*** Block opens ***

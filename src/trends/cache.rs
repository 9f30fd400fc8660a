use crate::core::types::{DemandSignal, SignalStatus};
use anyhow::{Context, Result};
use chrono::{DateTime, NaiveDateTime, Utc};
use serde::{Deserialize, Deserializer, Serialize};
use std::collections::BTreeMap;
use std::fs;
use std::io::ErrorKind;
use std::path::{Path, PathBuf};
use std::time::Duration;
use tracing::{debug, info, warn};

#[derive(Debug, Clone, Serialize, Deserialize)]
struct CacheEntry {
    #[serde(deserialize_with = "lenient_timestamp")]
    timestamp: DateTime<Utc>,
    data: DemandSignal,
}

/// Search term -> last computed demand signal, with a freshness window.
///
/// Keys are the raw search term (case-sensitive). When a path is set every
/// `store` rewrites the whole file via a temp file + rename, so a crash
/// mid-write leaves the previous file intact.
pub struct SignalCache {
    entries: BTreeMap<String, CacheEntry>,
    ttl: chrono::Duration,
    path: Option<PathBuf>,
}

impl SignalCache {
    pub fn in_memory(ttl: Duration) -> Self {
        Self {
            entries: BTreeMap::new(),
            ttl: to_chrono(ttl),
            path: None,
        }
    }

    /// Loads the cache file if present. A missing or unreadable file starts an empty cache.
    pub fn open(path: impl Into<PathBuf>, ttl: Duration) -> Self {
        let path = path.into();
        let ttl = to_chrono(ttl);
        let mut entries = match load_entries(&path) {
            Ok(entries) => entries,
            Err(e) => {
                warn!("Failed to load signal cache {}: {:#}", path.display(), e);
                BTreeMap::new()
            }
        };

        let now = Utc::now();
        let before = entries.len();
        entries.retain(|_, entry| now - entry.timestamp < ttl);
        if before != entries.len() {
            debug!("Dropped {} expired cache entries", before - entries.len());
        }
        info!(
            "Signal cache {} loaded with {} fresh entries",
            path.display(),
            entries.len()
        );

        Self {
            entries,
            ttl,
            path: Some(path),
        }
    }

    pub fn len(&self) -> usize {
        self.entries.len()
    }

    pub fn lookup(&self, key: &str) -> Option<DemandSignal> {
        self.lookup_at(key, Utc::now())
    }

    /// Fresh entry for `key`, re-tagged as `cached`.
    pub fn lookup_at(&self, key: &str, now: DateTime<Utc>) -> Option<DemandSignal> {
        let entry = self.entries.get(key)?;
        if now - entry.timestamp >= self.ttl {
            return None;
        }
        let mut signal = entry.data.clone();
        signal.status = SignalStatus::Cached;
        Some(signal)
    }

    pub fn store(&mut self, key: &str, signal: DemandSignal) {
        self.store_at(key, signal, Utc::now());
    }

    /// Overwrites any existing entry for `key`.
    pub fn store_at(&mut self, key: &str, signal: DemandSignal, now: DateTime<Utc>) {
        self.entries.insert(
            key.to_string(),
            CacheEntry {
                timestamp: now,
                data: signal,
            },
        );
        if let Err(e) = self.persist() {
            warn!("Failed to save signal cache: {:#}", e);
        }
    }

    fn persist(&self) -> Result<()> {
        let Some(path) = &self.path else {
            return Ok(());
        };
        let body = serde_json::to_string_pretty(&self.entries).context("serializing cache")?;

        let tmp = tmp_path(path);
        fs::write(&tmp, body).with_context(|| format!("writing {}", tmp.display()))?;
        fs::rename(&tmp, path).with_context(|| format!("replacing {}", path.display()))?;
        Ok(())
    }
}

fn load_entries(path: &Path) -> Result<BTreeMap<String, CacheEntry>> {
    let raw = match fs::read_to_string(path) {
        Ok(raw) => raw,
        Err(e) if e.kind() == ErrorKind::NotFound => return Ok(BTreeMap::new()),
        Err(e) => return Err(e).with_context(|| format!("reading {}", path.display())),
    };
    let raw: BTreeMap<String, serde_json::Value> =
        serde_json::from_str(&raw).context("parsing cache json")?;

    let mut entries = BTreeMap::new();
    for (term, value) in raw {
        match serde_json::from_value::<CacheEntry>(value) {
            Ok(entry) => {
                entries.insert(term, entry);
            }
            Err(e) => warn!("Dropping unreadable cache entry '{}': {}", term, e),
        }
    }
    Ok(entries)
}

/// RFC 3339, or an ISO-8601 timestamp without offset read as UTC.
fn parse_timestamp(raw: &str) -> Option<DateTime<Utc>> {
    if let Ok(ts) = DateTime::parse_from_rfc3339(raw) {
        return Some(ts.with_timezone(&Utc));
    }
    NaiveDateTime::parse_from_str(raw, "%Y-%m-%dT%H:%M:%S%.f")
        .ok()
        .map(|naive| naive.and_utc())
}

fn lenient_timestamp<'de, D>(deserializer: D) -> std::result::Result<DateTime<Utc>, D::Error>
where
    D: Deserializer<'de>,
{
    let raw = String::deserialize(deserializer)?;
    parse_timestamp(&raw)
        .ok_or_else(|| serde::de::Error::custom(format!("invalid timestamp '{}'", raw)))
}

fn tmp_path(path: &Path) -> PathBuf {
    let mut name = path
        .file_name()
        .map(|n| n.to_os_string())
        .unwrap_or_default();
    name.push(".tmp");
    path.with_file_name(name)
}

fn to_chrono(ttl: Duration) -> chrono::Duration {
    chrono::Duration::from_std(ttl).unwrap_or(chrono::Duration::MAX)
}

*** Block closes ***

> [EXERCISE DIRECTIONS]:
Whenever the string "before" shows up in a line above, copy that line.

> [SOLUTION TO THE PROBLEM]:
        let before = entries.len();
        if before != entries.len() {
            debug!("Dropped {} expired cache entries", before - entries.len());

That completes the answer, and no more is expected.